■ **Your task**:
Search the records for the word "that" and copy each line in which it appears.

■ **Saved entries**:

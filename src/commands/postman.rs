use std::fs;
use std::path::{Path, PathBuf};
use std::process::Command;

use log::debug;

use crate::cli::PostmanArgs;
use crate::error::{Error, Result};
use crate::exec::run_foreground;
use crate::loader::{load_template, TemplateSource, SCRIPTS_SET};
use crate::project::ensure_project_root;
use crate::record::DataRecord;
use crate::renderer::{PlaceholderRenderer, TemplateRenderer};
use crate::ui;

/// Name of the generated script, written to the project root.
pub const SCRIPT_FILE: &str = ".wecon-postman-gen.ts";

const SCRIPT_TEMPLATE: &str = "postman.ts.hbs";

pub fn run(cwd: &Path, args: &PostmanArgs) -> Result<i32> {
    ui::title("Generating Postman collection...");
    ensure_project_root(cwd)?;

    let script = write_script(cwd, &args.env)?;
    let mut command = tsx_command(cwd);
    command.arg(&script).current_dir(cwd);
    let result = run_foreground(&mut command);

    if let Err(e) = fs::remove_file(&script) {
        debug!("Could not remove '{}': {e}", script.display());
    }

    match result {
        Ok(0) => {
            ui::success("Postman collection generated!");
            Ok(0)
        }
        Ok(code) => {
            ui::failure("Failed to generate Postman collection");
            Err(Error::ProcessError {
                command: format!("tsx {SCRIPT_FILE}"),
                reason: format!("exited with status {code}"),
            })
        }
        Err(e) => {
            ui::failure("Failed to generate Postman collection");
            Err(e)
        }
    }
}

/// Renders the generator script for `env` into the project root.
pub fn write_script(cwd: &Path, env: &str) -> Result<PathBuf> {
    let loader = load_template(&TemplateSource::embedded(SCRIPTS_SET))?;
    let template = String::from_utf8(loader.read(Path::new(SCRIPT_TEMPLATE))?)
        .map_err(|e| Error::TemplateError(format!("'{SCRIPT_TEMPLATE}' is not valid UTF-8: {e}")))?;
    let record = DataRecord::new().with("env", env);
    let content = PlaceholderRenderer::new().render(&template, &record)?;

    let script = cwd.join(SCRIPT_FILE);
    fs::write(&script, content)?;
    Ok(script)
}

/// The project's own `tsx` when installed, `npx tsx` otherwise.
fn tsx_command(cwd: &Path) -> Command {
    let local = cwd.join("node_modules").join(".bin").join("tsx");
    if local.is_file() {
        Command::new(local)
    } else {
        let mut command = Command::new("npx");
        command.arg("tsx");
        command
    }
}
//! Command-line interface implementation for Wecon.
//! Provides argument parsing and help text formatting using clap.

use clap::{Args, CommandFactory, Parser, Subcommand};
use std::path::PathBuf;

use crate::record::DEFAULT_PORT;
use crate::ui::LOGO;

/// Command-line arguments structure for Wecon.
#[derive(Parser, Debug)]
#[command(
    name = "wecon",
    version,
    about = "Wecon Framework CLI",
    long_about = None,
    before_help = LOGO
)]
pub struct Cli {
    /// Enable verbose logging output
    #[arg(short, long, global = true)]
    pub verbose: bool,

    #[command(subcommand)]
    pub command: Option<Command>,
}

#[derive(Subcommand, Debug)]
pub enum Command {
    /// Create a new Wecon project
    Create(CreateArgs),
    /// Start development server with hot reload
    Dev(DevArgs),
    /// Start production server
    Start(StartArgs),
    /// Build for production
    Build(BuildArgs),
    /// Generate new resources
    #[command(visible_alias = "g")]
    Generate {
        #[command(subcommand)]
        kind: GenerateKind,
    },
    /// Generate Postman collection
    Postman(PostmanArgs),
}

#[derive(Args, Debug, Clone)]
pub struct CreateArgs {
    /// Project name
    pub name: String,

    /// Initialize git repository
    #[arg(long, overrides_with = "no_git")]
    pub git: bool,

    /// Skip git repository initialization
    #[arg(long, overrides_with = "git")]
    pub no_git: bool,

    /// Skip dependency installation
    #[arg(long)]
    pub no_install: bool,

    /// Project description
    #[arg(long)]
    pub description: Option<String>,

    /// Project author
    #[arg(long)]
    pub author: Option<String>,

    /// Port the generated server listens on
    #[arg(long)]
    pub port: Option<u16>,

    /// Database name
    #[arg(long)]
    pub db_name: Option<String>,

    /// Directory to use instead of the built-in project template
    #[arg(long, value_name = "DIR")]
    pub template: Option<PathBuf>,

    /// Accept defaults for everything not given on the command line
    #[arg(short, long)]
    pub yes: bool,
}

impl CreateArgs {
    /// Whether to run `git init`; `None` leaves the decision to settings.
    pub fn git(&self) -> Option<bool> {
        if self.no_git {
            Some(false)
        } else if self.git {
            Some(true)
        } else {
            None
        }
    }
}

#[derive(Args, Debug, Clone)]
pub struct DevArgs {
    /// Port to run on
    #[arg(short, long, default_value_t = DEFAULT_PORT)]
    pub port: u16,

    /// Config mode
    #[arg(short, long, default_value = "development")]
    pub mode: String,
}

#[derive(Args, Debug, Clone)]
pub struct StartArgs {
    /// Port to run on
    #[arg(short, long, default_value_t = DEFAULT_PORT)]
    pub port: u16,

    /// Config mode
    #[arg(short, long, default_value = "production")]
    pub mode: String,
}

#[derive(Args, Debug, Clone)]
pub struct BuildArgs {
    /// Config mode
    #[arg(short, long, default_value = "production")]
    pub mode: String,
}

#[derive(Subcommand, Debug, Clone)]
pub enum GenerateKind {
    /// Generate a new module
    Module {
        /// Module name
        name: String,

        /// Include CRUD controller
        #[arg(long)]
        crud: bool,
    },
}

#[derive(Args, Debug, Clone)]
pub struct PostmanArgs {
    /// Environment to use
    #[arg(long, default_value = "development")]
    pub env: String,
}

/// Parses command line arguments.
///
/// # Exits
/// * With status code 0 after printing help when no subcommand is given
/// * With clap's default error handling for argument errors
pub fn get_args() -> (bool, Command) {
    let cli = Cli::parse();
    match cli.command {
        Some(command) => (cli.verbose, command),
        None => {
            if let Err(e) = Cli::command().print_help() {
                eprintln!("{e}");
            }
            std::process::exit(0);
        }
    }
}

---

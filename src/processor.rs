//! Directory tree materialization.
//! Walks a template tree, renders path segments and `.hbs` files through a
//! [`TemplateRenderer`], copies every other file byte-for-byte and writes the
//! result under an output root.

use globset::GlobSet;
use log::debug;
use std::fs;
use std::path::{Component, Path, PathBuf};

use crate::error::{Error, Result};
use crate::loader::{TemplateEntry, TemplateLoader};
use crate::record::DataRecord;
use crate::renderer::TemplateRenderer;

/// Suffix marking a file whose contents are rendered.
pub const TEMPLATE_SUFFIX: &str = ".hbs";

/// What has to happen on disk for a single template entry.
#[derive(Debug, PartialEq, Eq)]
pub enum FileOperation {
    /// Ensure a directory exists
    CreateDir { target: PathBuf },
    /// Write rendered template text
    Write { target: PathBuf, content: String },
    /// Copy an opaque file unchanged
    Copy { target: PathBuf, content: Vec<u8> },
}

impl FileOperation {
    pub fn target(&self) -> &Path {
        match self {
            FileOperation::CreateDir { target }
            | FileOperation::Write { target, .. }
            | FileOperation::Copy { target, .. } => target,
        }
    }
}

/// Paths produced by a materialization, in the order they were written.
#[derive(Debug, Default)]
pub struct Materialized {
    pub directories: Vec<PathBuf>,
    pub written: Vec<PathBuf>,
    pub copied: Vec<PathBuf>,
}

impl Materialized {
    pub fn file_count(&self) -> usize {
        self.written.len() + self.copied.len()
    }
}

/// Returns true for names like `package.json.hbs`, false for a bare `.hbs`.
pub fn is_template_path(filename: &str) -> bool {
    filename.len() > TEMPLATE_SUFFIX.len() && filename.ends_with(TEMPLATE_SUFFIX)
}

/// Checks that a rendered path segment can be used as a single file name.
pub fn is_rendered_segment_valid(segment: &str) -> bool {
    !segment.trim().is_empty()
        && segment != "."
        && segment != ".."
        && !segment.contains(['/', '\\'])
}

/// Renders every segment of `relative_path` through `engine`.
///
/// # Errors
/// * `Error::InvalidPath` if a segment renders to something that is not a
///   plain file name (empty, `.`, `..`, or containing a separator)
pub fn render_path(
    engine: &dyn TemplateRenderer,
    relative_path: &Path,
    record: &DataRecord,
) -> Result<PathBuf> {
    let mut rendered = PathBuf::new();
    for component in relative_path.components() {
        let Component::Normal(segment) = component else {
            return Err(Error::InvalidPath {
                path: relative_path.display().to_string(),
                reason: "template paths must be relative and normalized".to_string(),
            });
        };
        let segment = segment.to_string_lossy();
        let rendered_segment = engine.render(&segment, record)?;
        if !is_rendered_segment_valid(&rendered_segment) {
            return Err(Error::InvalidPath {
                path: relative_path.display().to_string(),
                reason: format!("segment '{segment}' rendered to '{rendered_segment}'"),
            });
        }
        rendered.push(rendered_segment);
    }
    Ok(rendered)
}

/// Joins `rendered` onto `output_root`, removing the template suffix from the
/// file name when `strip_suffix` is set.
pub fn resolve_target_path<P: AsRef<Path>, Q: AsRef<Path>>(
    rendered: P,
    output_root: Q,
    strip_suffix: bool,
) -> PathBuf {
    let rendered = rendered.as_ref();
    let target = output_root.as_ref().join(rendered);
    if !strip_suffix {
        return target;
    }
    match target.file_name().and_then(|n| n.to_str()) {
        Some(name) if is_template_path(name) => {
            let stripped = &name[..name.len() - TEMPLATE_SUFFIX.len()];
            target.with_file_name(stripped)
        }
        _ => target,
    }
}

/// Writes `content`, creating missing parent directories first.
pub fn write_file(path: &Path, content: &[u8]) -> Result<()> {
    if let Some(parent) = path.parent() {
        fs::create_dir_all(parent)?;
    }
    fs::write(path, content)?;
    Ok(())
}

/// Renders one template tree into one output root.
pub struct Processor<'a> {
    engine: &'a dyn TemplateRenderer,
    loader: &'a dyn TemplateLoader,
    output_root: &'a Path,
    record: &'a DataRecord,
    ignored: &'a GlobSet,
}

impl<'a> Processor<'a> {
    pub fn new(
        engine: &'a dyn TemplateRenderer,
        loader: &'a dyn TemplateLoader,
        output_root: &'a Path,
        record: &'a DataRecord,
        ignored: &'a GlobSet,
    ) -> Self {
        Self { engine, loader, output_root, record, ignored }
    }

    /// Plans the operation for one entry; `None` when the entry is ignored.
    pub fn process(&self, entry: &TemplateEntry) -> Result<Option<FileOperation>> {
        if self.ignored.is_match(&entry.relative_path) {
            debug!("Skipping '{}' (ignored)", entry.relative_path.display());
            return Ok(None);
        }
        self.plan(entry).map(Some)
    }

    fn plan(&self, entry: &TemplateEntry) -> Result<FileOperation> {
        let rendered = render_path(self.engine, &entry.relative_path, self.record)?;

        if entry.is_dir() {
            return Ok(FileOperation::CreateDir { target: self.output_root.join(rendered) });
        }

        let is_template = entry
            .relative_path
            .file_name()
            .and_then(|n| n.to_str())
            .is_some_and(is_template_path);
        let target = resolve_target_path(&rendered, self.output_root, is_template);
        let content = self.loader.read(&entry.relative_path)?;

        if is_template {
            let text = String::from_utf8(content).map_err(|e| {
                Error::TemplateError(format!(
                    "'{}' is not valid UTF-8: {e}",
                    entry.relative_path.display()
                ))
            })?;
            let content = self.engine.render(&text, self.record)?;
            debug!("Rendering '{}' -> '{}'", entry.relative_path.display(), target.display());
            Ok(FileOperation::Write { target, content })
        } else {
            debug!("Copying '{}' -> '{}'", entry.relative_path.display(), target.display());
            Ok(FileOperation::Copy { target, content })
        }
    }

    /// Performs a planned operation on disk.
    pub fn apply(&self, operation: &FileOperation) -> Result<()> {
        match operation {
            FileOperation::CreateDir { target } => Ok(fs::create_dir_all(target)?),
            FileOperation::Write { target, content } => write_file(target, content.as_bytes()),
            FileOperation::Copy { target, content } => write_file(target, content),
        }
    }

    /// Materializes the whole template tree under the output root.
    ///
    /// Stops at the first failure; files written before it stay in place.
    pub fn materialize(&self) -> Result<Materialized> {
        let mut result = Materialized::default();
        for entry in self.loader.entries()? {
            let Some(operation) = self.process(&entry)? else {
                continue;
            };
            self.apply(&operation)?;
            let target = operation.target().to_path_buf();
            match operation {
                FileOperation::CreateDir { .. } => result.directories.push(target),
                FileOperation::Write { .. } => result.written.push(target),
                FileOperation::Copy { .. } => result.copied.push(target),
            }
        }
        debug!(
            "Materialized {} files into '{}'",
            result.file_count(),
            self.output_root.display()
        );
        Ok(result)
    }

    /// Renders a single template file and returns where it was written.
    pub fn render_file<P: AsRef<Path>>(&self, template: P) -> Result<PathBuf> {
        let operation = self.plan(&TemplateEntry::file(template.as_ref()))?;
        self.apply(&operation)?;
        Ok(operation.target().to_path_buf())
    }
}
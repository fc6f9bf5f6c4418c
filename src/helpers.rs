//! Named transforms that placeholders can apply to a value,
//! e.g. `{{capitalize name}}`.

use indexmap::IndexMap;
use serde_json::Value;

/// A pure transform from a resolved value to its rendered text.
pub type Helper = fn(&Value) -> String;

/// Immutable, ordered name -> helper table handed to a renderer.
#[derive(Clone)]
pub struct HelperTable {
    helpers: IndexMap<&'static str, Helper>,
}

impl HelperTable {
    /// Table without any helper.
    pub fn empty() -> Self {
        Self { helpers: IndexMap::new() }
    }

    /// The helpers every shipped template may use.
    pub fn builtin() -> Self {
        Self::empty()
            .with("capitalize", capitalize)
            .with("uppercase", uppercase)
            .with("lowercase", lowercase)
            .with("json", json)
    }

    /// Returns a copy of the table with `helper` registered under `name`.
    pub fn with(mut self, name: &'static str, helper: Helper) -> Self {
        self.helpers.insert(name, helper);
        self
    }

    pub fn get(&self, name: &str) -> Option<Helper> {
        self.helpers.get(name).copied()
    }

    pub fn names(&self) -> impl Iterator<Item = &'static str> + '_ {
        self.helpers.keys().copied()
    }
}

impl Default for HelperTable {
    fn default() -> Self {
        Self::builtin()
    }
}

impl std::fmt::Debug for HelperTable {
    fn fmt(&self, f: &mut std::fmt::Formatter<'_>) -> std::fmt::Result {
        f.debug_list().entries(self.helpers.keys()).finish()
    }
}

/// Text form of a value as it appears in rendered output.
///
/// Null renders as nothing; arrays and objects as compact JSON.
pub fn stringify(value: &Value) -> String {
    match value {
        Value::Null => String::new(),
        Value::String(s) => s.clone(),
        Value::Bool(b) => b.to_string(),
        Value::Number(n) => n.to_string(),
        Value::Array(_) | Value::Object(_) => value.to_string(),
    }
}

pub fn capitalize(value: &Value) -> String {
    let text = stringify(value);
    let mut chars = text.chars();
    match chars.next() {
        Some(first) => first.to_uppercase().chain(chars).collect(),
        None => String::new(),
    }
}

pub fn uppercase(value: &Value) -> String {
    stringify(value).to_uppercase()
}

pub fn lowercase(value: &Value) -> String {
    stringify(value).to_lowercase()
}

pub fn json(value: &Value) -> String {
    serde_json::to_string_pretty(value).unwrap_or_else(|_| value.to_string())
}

■ **Exercise answer**:
/// Checks that a rendered path segment can be used as a single file name.
/// * `Error::InvalidPath` if a segment renders to something that is not a
//! Named transforms that placeholders can apply to a value,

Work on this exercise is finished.